Bathroom remodel on the 1918 house. It was torn down to the wall studs and built back up from there. It needed a little bit of everything from floor & wall repair, to final paint and much between. It received a new electric circuit, water supply lines & shutoffs, exhaust fan with metal duct to outside, faucets, tub and contemporary sliding door, vanity and mirror. The fixtures were Delta from a matching collection including a grab bar in the shower. Wood blocking in the walls allows for secure attachment of more grab bars if necessary.
Like a lot of bathroom remodels, this guest bathroom was a complete tear-out to the studs and build back up from there. A furnace duct ran along side the tub and that became a nice shelf or place to sit.

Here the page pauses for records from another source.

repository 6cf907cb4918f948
//! Server configuration.
//!
//! Configuration comes from the builder, a TOML document, or both: load a
//! file with [`ServerConfig::from_file`] and override fields through
//! [`ServerConfig::to_builder`].
//!
//! # Example
//!
//! ```rust
//! use std::time::Duration;
//! use trellis_server::ServerConfig;
//!
//! let config = ServerConfig::builder()
//!     .http_addr("127.0.0.1:3000")
//!     .shutdown_timeout(Duration::from_secs(5))
//!     .build();
//!
//! assert_eq!(config.http_addr(), "127.0.0.1:3000");
//! ```

use std::path::{Path, PathBuf};
use std::time::Duration;

use serde::{Deserialize, Serialize};
use thiserror::Error;
use trellis_telemetry::Level;

/// Default HTTP bind address.
pub const DEFAULT_HTTP_ADDR: &str = "0.0.0.0:8080";

/// Default shutdown timeout in milliseconds.
pub const DEFAULT_SHUTDOWN_TIMEOUT_MS: u64 = 30_000;

/// Environment variable consulted when no address is configured.
pub const PORT_ENV: &str = "PORT";

/// Errors raised while loading or validating configuration.
#[derive(Error, Debug)]
pub enum ConfigError {
    /// The configuration file could not be read.
    #[error("failed to read configuration file: {path}")]
    Read {
        /// Path to the file.
        path: PathBuf,
        /// Underlying error.
        #[source]
        source: std::io::Error,
    },

    /// The TOML document is malformed.
    #[error("failed to parse TOML configuration: {0}")]
    Toml(#[from] toml::de::Error),

    /// A field holds an unusable value.
    #[error("invalid configuration value for {field}: {reason}")]
    InvalidValue {
        /// The offending field.
        field: String,
        /// Why it was rejected.
        reason: String,
    },
}

impl ConfigError {
    fn invalid(field: &str, reason: impl Into<String>) -> Self {
        Self::InvalidValue {
            field: field.to_string(),
            reason: reason.into(),
        }
    }
}

/// Server configuration.
///
/// Unset `http_addr` falls back to `0.0.0.0:$PORT`, then to
/// [`DEFAULT_HTTP_ADDR`]. A zero shutdown timeout waits for connections
/// without a deadline.
#[derive(Debug, Clone, PartialEq, Eq, Serialize, Deserialize)]
#[serde(default, deny_unknown_fields)]
pub struct ServerConfig {
    http_addr: Option<String>,
    server_name: Option<String>,
    shutdown_timeout_ms: u64,
    keep_alive: bool,
    max_connections: Option<usize>,
    log_level: Level,
}

impl Default for ServerConfig {
    fn default() -> Self {
        Self {
            http_addr: None,
            server_name: None,
            shutdown_timeout_ms: DEFAULT_SHUTDOWN_TIMEOUT_MS,
            keep_alive: true,
            max_connections: None,
            log_level: Level::Info,
        }
    }
}

impl ServerConfig {
    /// Creates a configuration builder.
    #[must_use]
    pub fn builder() -> ServerConfigBuilder {
        ServerConfigBuilder::default()
    }

    /// Returns a builder pre-filled with this configuration.
    #[must_use]
    pub fn to_builder(&self) -> ServerConfigBuilder {
        ServerConfigBuilder {
            config: self.clone(),
        }
    }

    /// Parses a TOML document.
    ///
    /// ```rust
    /// use trellis_server::ServerConfig;
    ///
    /// let config = ServerConfig::from_toml_str(r#"
    ///     http_addr = "127.0.0.1:9000"
    ///     log_level = "debug"
    /// "#).unwrap();
    /// assert_eq!(config.http_addr(), "127.0.0.1:9000");
    /// ```
    ///
    /// # Errors
    ///
    /// Returns [`ConfigError::Toml`] for malformed input or unknown fields,
    /// and [`ConfigError::InvalidValue`] when validation fails.
    pub fn from_toml_str(content: &str) -> Result<Self, ConfigError> {
        let config: Self = toml::from_str(content)?;
        config.validate()?;
        Ok(config)
    }

    /// Reads and parses a TOML file.
    ///
    /// # Errors
    ///
    /// Returns [`ConfigError::Read`] if the file cannot be read, otherwise
    /// the errors of [`from_toml_str`](Self::from_toml_str).
    pub fn from_file(path: impl AsRef<Path>) -> Result<Self, ConfigError> {
        let path = path.as_ref();
        let content = std::fs::read_to_string(path).map_err(|source| ConfigError::Read {
            path: path.to_path_buf(),
            source,
        })?;
        Self::from_toml_str(&content)
    }

    /// Checks that the address is `host:port` and the server name is a
    /// valid header value. Host names are not resolved here.
    ///
    /// # Errors
    ///
    /// Returns [`ConfigError::InvalidValue`] naming the offending field.
    pub fn validate(&self) -> Result<(), ConfigError> {
        if self.http_addr.is_some() {
            check_host_port(&self.http_addr())
                .map_err(|reason| ConfigError::invalid("http_addr", reason))?;
        }
        if let Some(name) = &self.server_name {
            http::HeaderValue::from_str(name)
                .map_err(|e| ConfigError::invalid("server_name", e.to_string()))?;
        }
        if self.max_connections == Some(0) {
            return Err(ConfigError::invalid("max_connections", "must be at least 1"));
        }
        Ok(())
    }

    /// Returns the effective bind address.
    #[must_use]
    pub fn http_addr(&self) -> String {
        resolve_address(
            self.http_addr.as_deref(),
            std::env::var(PORT_ENV).ok().as_deref(),
        )
    }

    /// Returns the value sent in the `Server` response header.
    #[must_use]
    pub fn server_name(&self) -> Option<&str> {
        self.server_name.as_deref()
    }

    /// Returns the graceful shutdown deadline; `None` waits indefinitely.
    #[must_use]
    pub fn shutdown_timeout(&self) -> Option<Duration> {
        (self.shutdown_timeout_ms > 0).then(|| Duration::from_millis(self.shutdown_timeout_ms))
    }

    /// Returns whether HTTP keep-alive is enabled.
    #[must_use]
    pub fn keep_alive(&self) -> bool {
        self.keep_alive
    }

    /// Returns the connection cap, if any.
    #[must_use]
    pub fn max_connections(&self) -> Option<usize> {
        self.max_connections
    }

    /// Returns the level given to request loggers.
    #[must_use]
    pub fn log_level(&self) -> Level {
        self.log_level
    }
}

/// Picks the bind address: explicit value, then `PORT`, then the default.
///
/// A bare `:port` binds every interface.
///
/// ```rust
/// use trellis_server::config::resolve_address;
///
/// assert_eq!(resolve_address(Some("127.0.0.1:1"), Some("9")), "127.0.0.1:1");
/// assert_eq!(resolve_address(None, Some("9000")), "0.0.0.0:9000");
/// assert_eq!(resolve_address(Some(":7000"), None), "0.0.0.0:7000");
/// assert_eq!(resolve_address(None, None), "0.0.0.0:8080");
/// ```
#[must_use]
pub fn resolve_address(explicit: Option<&str>, port: Option<&str>) -> String {
    let addr = match (explicit, port) {
        (Some(addr), _) if !addr.is_empty() => addr.to_string(),
        (_, Some(port)) if !port.is_empty() => format!(":{port}"),
        _ => return DEFAULT_HTTP_ADDR.to_string(),
    };
    match addr.strip_prefix(':') {
        Some(port) => format!("0.0.0.0:{port}"),
        None => addr,
    }
}

fn check_host_port(addr: &str) -> Result<(), String> {
    let Some((host, port)) = addr.rsplit_once(':') else {
        return Err(format!("{addr:?} is missing a port"));
    };
    port.parse::<u16>().map_err(|_| format!("{port:?} is not a valid port"))?;
    let host = host
        .strip_prefix('[')
        .and_then(|h| h.strip_suffix(']'))
        .unwrap_or(host);
    if host.is_empty() || host.contains(char::is_whitespace) {
        return Err(format!("{addr:?} has no valid host"));
    }
    Ok(())
}

/// Builder for [`ServerConfig`].
#[derive(Debug, Clone, Default)]
pub struct ServerConfigBuilder {
    config: ServerConfig,
}

impl ServerConfigBuilder {
    /// Creates a builder with default values.
    #[must_use]
    pub fn new() -> Self {
        Self::default()
    }

    /// Sets the bind address, e.g. `127.0.0.1:3000` or `:3000`.
    #[must_use]
    pub fn http_addr(mut self, addr: impl Into<String>) -> Self {
        self.config.http_addr = Some(addr.into());
        self
    }

    /// Sets the `Server` response header value.
    #[must_use]
    pub fn server_name(mut self, name: impl Into<String>) -> Self {
        self.config.server_name = Some(name.into());
        self
    }

    /// Sets the graceful shutdown deadline. Zero waits indefinitely.
    #[must_use]
    pub fn shutdown_timeout(mut self, timeout: Duration) -> Self {
        self.config.shutdown_timeout_ms = u64::try_from(timeout.as_millis()).unwrap_or(u64::MAX);
        self
    }

    /// Enables or disables HTTP keep-alive.
    #[must_use]
    pub fn keep_alive(mut self, enabled: bool) -> Self {
        self.config.keep_alive = enabled;
        self
    }

    /// Caps concurrent connections.
    #[must_use]
    pub fn max_connections(mut self, max: Option<usize>) -> Self {
        self.config.max_connections = max;
        self
    }

    /// Sets the level given to request loggers.
    #[must_use]
    pub fn log_level(mut self, level: Level) -> Self {
        self.config.log_level = level;
        self
    }

    /// Builds the configuration.
    #[must_use]
    pub fn build(self) -> ServerConfig {
        self.config
    }
}

#[cfg(test)]
mod tests {
    use super::*;

    #[test]
    fn test_default_config() {
        let config = ServerConfig::default();

        assert_eq!(
            config.shutdown_timeout(),
            Some(Duration::from_millis(DEFAULT_SHUTDOWN_TIMEOUT_MS))
        );
        assert!(config.keep_alive());
        assert!(config.max_connections().is_none());
        assert!(config.server_name().is_none());
        assert_eq!(config.log_level(), Level::Info);
    }

    #[test]
    fn test_resolve_address() {
        assert_eq!(resolve_address(Some("10.0.0.1:80"), None), "10.0.0.1:80");
        assert_eq!(resolve_address(Some(""), Some("81")), "0.0.0.0:81");
        assert_eq!(resolve_address(None, Some("")), DEFAULT_HTTP_ADDR);
    }

    #[test]
    fn test_builder_chaining() {
        let config = ServerConfig::builder()
            .http_addr("127.0.0.1:9090")
            .server_name("trellis")
            .shutdown_timeout(Duration::from_millis(250))
            .keep_alive(false)
            .max_connections(Some(64))
            .log_level(Level::Debug)
            .build();

        assert_eq!(config.http_addr(), "127.0.0.1:9090");
        assert_eq!(config.server_name(), Some("trellis"));
        assert_eq!(config.shutdown_timeout(), Some(Duration::from_millis(250)));
        assert!(!config.keep_alive());
        assert_eq!(config.max_connections(), Some(64));
        assert_eq!(config.log_level(), Level::Debug);
    }

    #[test]
    fn test_zero_shutdown_timeout_waits_forever() {
        let config = ServerConfig::builder()
            .shutdown_timeout(Duration::ZERO)
            .build();
        assert!(config.shutdown_timeout().is_none());
    }

    #[test]
    fn test_toml_deserialization() {
        let config = ServerConfig::from_toml_str(
            r#"
            http_addr = "127.0.0.1:4000"
            server_name = "edge"
            shutdown_timeout_ms = 1500
            max_connections = 10
            log_level = "warn"
            "#,
        )
        .unwrap();

        assert_eq!(config.http_addr(), "127.0.0.1:4000");
        assert_eq!(config.server_name(), Some("edge"));
        assert_eq!(config.shutdown_timeout(), Some(Duration::from_millis(1500)));
        assert_eq!(config.max_connections(), Some(10));
        assert_eq!(config.log_level(), Level::Warn);
        assert!(config.keep_alive());
    }

    #[test]
    fn test_toml_unknown_field() {
        let err = ServerConfig::from_toml_str("http2 = true").unwrap_err();
        assert!(matches!(err, ConfigError::Toml(_)));
    }

    #[test]
    fn test_validation_errors() {
        let err = ServerConfig::from_toml_str(r#"http_addr = "nowhere""#).unwrap_err();
        assert!(err.to_string().contains("http_addr"));

        let err = ServerConfig::from_toml_str("max_connections = 0").unwrap_err();
        assert!(err.to_string().contains("max_connections"));

        let err = ServerConfig::from_toml_str(r#"http_addr = "localhost:http""#).unwrap_err();
        assert!(err.to_string().contains("http_addr"));
    }

    #[test]
    fn test_validation_accepts_host_names() {
        for addr in ["localhost:8080", "api.internal:80", "[::1]:9000", "127.0.0.1:0"] {
            let config = ServerConfig::builder().http_addr(addr).build();
            assert!(config.validate().is_ok(), "{addr} should validate");
        }
    }

    #[test]
    fn test_from_file() {
        let dir = tempfile::tempdir().unwrap();
        let path = dir.path().join("server.toml");
        std::fs::write(&path, "http_addr = \"127.0.0.1:5000\"\nkeep_alive = false\n").unwrap();

        let config = ServerConfig::from_file(&path).unwrap();
        assert_eq!(config.http_addr(), "127.0.0.1:5000");
        assert!(!config.keep_alive());

        let missing = ServerConfig::from_file(dir.path().join("missing.toml")).unwrap_err();
        assert!(matches!(missing, ConfigError::Read { .. }));
    }

    #[test]
    fn test_to_builder_overrides() {
        let base = ServerConfig::builder().server_name("a").build();
        let changed = base.to_builder().http_addr("127.0.0.1:1").build();

        assert_eq!(changed.server_name(), Some("a"));
        assert_eq!(changed.http_addr(), "127.0.0.1:1");
    }
}
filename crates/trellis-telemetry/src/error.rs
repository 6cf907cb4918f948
//! Telemetry error types.

use thiserror::Error;

/// Errors that can occur while configuring logging.
#[derive(Debug, Error)]
pub enum TelemetryError {
    /// Failed to initialize logging.
    #[error("Failed to initialize logging: {0}")]
    LoggingInit(String),

    /// A severity name could not be parsed.
    #[error("Unknown log level: {0}")]
    UnknownLevel(String),
}
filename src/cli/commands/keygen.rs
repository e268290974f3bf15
//! `sitevault keygen` — create a new random keyfile.

use std::path::PathBuf;

use crate::cli::output;
use crate::cli::{keyfile_path, Cli};
use crate::crypto::generate_keyfile;
use crate::errors::Result;

/// Execute the `keygen` command.
pub fn execute(cli: &Cli, path: Option<&str>) -> Result<()> {
    let path = match path {
        Some(p) => std::env::current_dir()?.join(PathBuf::from(p)),
        None => keyfile_path(cli)?,
    };

    generate_keyfile(&path)?;

    output::success(&format!("Keyfile written to {}", path.display()));
    output::warning("Back this file up. A vault cannot be opened without the key that sealed it.");
    if path.ends_with(".sitevault/key") {
        output::tip("Add `.sitevault/` to your .gitignore.");
    }

    Ok(())
}
//! Keyfile storage for the vault key.
//!
//! A keyfile is exactly 32 random bytes, written owner-only.  It is the
//! default way the CLI obtains the caller-supplied key; the vault core
//! never reads it on its own.

use std::fs::{self, OpenOptions};
use std::io::{ErrorKind, Write};
use std::path::Path;

use rand::TryRngCore;
use tracing::debug;

use super::encryption::KEY_LEN;
use super::keys::VaultKey;
use crate::errors::{Result, SiteVaultError};

/// Generate a new random keyfile and write it to `path`.
///
/// Never overwrites an existing file.
pub fn generate_keyfile(path: &Path) -> Result<VaultKey> {
    let mut bytes = [0u8; KEY_LEN];
    rand::rngs::OsRng
        .try_fill_bytes(&mut bytes)
        .map_err(|e| SiteVaultError::KeyfileError(format!("random source failed: {e}")))?;
    let key = VaultKey::new(bytes);
    zeroize::Zeroize::zeroize(&mut bytes);

    if let Some(parent) = path.parent() {
        if !parent.as_os_str().is_empty() && !parent.exists() {
            fs::create_dir_all(parent).map_err(|e| {
                SiteVaultError::KeyfileError(format!("cannot create keyfile directory: {e}"))
            })?;
        }
    }

    let mut options = OpenOptions::new();
    options.write(true).create_new(true);
    #[cfg(unix)]
    {
        use std::os::unix::fs::OpenOptionsExt;
        options.mode(0o600);
    }

    let mut file = options.open(path).map_err(|e| match e.kind() {
        ErrorKind::AlreadyExists => SiteVaultError::KeyfileError(format!(
            "keyfile already exists at {}",
            path.display()
        )),
        _ => SiteVaultError::KeyfileError(format!("failed to create keyfile: {e}")),
    })?;
    file.write_all(key.as_bytes())
        .and_then(|()| file.sync_all())
        .map_err(|e| SiteVaultError::KeyfileError(format!("failed to write keyfile: {e}")))?;

    debug!(path = %path.display(), "generated keyfile");
    Ok(key)
}

/// Load a keyfile from disk and validate its length.
pub fn load_keyfile(path: &Path) -> Result<VaultKey> {
    let mut data = fs::read(path).map_err(|e| match e.kind() {
        ErrorKind::NotFound => {
            SiteVaultError::KeyfileError(format!("keyfile not found at {}", path.display()))
        }
        _ => SiteVaultError::KeyfileError(format!("failed to read keyfile: {e}")),
    })?;

    let key = if data.len() == KEY_LEN {
        VaultKey::from_slice(&data)
    } else {
        Err(SiteVaultError::KeyfileError(format!(
            "keyfile must be exactly {KEY_LEN} bytes, got {}",
            data.len()
        )))
    };
    zeroize::Zeroize::zeroize(&mut data);
    key
}

#[cfg(test)]
mod tests {
    use super::*;
    use tempfile::TempDir;

    #[test]
    fn generate_then_load_returns_same_key() {
        let tmp = TempDir::new().unwrap();
        let path = tmp.path().join("keys").join("vault.key");

        let generated = generate_keyfile(&path).unwrap();
        let loaded = load_keyfile(&path).unwrap();
        assert_eq!(generated.as_bytes(), loaded.as_bytes());
        assert_eq!(fs::metadata(&path).unwrap().len(), KEY_LEN as u64);
    }

    #[test]
    fn generate_refuses_to_overwrite() {
        let tmp = TempDir::new().unwrap();
        let path = tmp.path().join("vault.key");
        fs::write(&path, b"existing").unwrap();

        assert!(matches!(
            generate_keyfile(&path),
            Err(SiteVaultError::KeyfileError(_))
        ));
        assert_eq!(fs::read(&path).unwrap(), b"existing");
    }

    #[cfg(unix)]
    #[test]
    fn generated_keyfile_is_owner_only() {
        use std::os::unix::fs::PermissionsExt;

        let tmp = TempDir::new().unwrap();
        let path = tmp.path().join("vault.key");
        generate_keyfile(&path).unwrap();

        let mode = fs::metadata(&path).unwrap().permissions().mode();
        assert_eq!(mode & 0o777, 0o600);
    }

    #[test]
    fn load_rejects_wrong_length() {
        let tmp = TempDir::new().unwrap();
        let path = tmp.path().join("short.key");
        fs::write(&path, [0u8; 10]).unwrap();

        assert!(matches!(
            load_keyfile(&path),
            Err(SiteVaultError::KeyfileError(_))
        ));
    }

    #[test]
    fn load_missing_keyfile_fails() {
        let tmp = TempDir::new().unwrap();
        assert!(load_keyfile(&tmp.path().join("nope")).is_err());
    }
}
//! Integration tests for the SiteVault cipher codec.

use std::collections::HashSet;

use sitevault::crypto::{open, seal, NONCE_LEN, TAG_LEN};
use sitevault::errors::SiteVaultError;

// ---------------------------------------------------------------------------
// Round-trip
// ---------------------------------------------------------------------------

#[test]
fn seal_open_roundtrip() {
    let key = [0xABu8; 32];
    let plaintext = br#"{"work":{"github":{"site":"github.com","username":"alice","password":"p1"}}}"#;

    let blob = seal(&key, plaintext).expect("seal should succeed");
    assert_eq!(blob.len(), NONCE_LEN + plaintext.len() + TAG_LEN);

    let recovered = open(&key, &blob).expect("open should succeed");
    assert_eq!(recovered, plaintext);
}

#[test]
fn roundtrip_across_payload_sizes() {
    let key = [0x3Cu8; 32];
    for len in [0usize, 1, 15, 16, 17, 255, 4096] {
        let plaintext: Vec<u8> = (0..len).map(|i| (i % 251) as u8).collect();
        let blob = seal(&key, &plaintext).expect("seal");
        assert_eq!(open(&key, &blob).expect("open"), plaintext, "len {len}");
    }
}

// ---------------------------------------------------------------------------
// Nonces
// ---------------------------------------------------------------------------

#[test]
fn seal_produces_different_blobs_each_time() {
    let key = [0xCDu8; 32];
    let plaintext = b"same input";

    let b1 = seal(&key, plaintext).expect("seal 1");
    let b2 = seal(&key, plaintext).expect("seal 2");

    assert_ne!(b1, b2, "two seals of the same plaintext must differ");
}

#[test]
fn nonces_do_not_repeat_over_many_seals() {
    let key = [0x42u8; 32];
    let mut seen = HashSet::new();

    for _ in 0..1000 {
        let blob = seal(&key, b"payload").expect("seal");
        let nonce = blob[..NONCE_LEN].to_vec();
        assert!(seen.insert(nonce), "nonce reused");
    }
}

// ---------------------------------------------------------------------------
// Rejection
// ---------------------------------------------------------------------------

#[test]
fn open_with_wrong_key_fails_authentication() {
    let key = [0x11u8; 32];
    let wrong_key = [0x22u8; 32];

    let blob = seal(&key, b"TOP_SECRET").expect("seal");
    assert!(matches!(
        open(&wrong_key, &blob),
        Err(SiteVaultError::AuthenticationFailed)
    ));
}

#[test]
fn every_single_bit_flip_is_detected() {
    let key = [0x5Eu8; 32];
    let blob = seal(&key, b"bank: hunter2").expect("seal");

    for byte in 0..blob.len() {
        for bit in 0..8 {
            let mut tampered = blob.clone();
            tampered[byte] ^= 1 << bit;
            assert!(
                matches!(
                    open(&key, &tampered),
                    Err(SiteVaultError::AuthenticationFailed)
                ),
                "flip of byte {byte} bit {bit} went undetected"
            );
        }
    }
}

#[test]
fn truncated_blob_is_malformed() {
    let key = [0xAAu8; 32];
    for len in [0usize, 5, NONCE_LEN, NONCE_LEN + TAG_LEN - 1] {
        assert!(
            matches!(
                open(&key, &vec![0u8; len]),
                Err(SiteVaultError::MalformedBlob(n)) if n == len
            ),
            "len {len}"
        );
    }
}

#[test]
fn minimum_length_garbage_fails_authentication() {
    let key = [0xAAu8; 32];
    assert!(matches!(
        open(&key, &[0u8; NONCE_LEN + TAG_LEN]),
        Err(SiteVaultError::AuthenticationFailed)
    ));
}

#[test]
fn wrong_key_length_is_rejected() {
    for len in [0usize, 16, 24, 31, 33, 64] {
        let key = vec![0u8; len];
        assert!(matches!(
            seal(&key, b"x"),
            Err(SiteVaultError::InvalidKeyLength { expected: 32, actual }) if actual == len
        ));
        assert!(matches!(
            open(&key, &[0u8; 64]),
            Err(SiteVaultError::InvalidKeyLength { .. })
        ));
    }
}
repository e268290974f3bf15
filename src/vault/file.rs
//! Reading and atomically overwriting the vault blob on disk.
//!
//! The blob is opaque here; sealing happens in `crypto::encryption`.

use std::fs::{self, File, OpenOptions};
use std::io::{ErrorKind, Write};
use std::path::{Path, PathBuf};

use tracing::debug;

use crate::errors::{Result, SiteVaultError};

/// Read the blob at `path`, or `None` if no vault file exists yet.
pub fn read_blob_if_exists(path: &Path) -> Result<Option<Vec<u8>>> {
    match fs::read(path) {
        Ok(bytes) => Ok(Some(bytes)),
        Err(e) if e.kind() == ErrorKind::NotFound => Ok(None),
        Err(e) => Err(e.into()),
    }
}

/// Read the blob at `path`, failing with `FileNotFound` if it is absent.
pub fn read_blob(path: &Path) -> Result<Vec<u8>> {
    read_blob_if_exists(path)?.ok_or_else(|| SiteVaultError::FileNotFound(path.to_path_buf()))
}

/// Overwrite `path` with `bytes` **atomically**.
///
/// 1. Write to a freshly created temp file in the same directory
///    (owner-only on Unix).  A stale temp file is removed first.
/// 2. Flush and fsync it.
/// 3. Rename it over the target path.
///
/// The temp file is removed on any failure, so the target is either the
/// old file or the complete new one.
pub fn write_atomic(path: &Path, bytes: &[u8]) -> Result<()> {
    let parent = match path.parent() {
        Some(p) if !p.as_os_str().is_empty() => p.to_path_buf(),
        _ => PathBuf::from("."),
    };
    if !parent.exists() {
        fs::create_dir_all(&parent)?;
    }

    let file_name = path
        .file_name()
        .ok_or_else(|| {
            std::io::Error::new(
                ErrorKind::InvalidInput,
                format!("vault path {} has no file name", path.display()),
            )
        })?
        .to_string_lossy();
    let tmp_path = parent.join(format!(".{file_name}.tmp"));

    match fs::remove_file(&tmp_path) {
        Ok(()) => debug!(path = %tmp_path.display(), "removed stale temp file"),
        Err(e) if e.kind() == ErrorKind::NotFound => {}
        Err(e) => return Err(e.into()),
    }

    let result = write_and_sync(&tmp_path, bytes).and_then(|()| fs::rename(&tmp_path, path));
    if let Err(e) = result {
        let _ = fs::remove_file(&tmp_path);
        return Err(e.into());
    }

    debug!(path = %path.display(), len = bytes.len(), "wrote vault blob");
    Ok(())
}

fn write_and_sync(tmp_path: &Path, bytes: &[u8]) -> std::io::Result<()> {
    let mut options = OpenOptions::new();
    options.write(true).create_new(true);
    #[cfg(unix)]
    {
        use std::os::unix::fs::OpenOptionsExt;
        options.mode(0o600);
    }

    let mut file: File = options.open(tmp_path)?;
    file.write_all(bytes)?;
    file.sync_all()
}
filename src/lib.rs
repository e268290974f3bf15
pub mod cli;
pub mod config;
pub mod crypto;
pub mod errors;
pub mod vault;
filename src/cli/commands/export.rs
//! `sitevault export` — print or save the decrypted vault document.

use std::fs;
use std::io::{self, Write};
use std::path::{Path, PathBuf};

use zeroize::Zeroizing;

use crate::cli::output;
use crate::cli::{load_key, vault_path, Cli};
use crate::errors::{Result, SiteVaultError};
use crate::vault::file::write_atomic;
use crate::vault::VaultStore;

/// Execute the `export` command.
pub fn execute(cli: &Cli, output_path: Option<&str>) -> Result<()> {
    let path = vault_path(cli)?;
    let key = load_key(cli)?;

    let plaintext = Zeroizing::new(VaultStore::new(&path).export(key.as_bytes())?);

    match output_path {
        Some(dest) => {
            let dest_path = resolve_output(&std::env::current_dir()?.join(dest))?;

            // Safety: refuse to overwrite the vault with its own plaintext.
            if dest_path == fs::canonicalize(&path)? {
                return Err(SiteVaultError::CommandFailed(
                    "refusing to export over the vault file".into(),
                ));
            }

            write_atomic(&dest_path, &plaintext)?;
            output::success(&format!("Exported vault to {dest}"));
            output::warning("The exported file is unencrypted. Delete it when done.");
        }
        None => {
            // Write to stdout (no success message, just raw output).
            let mut stdout = io::stdout().lock();
            stdout.write_all(&plaintext)?;
            stdout.write_all(b"\n")?;
            stdout.flush()?;
        }
    }

    Ok(())
}

/// Resolve `dest` to `<canonical parent>/<file name>`, creating the parent.
///
/// `..` components and symlinked directories are resolved, so the result
/// can be compared against the canonical vault path.
fn resolve_output(dest: &Path) -> Result<PathBuf> {
    let file_name = dest.file_name().ok_or_else(|| {
        SiteVaultError::CommandFailed(format!("output path {} has no file name", dest.display()))
    })?;
    let parent = match dest.parent() {
        Some(p) if !p.as_os_str().is_empty() => p,
        _ => Path::new("."),
    };
    fs::create_dir_all(parent)?;
    Ok(fs::canonicalize(parent)?.join(file_name))
}
//! Cryptographic primitives for SiteVault.
//!
//! This module provides:
//! - AES-256-GCM sealing and opening of vault blobs (`encryption`)
//! - The zeroize-on-drop `VaultKey` wrapper (`keys`)
//! - Keyfile generation and loading (`keyfile`)

pub mod encryption;
pub mod keyfile;
pub mod keys;

// Re-export the most commonly used items so callers can write:
//   use crate::crypto::{seal, open, VaultKey};
pub use encryption::{open, seal, KEY_LEN, NONCE_LEN, TAG_LEN};
pub use keyfile::{generate_keyfile, load_keyfile};
pub use keys::VaultKey;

The Schluter System was used to form a completely waterproof backing behind the tiles. A 32×60 Delta 400 deep soak tub from Home Depot was surrounded by 12×12 ceramic tiles. The customer kept the lavatory base and got a new top and faucet. Two coats of satin paint finished off this guest bathroom remodel.
This is a basement garage in a new house being framed for drywall. (The house was built by someone else.) Today I’m working on the soffit boxes on the ceiling to enclose the duct work. Tomorrow will begin the soffits near the overhead garage doors which when open will come uncomfortably close to the finished product. Since the garage is in the basement and the living area is above the garage, building code requires this area to be finished.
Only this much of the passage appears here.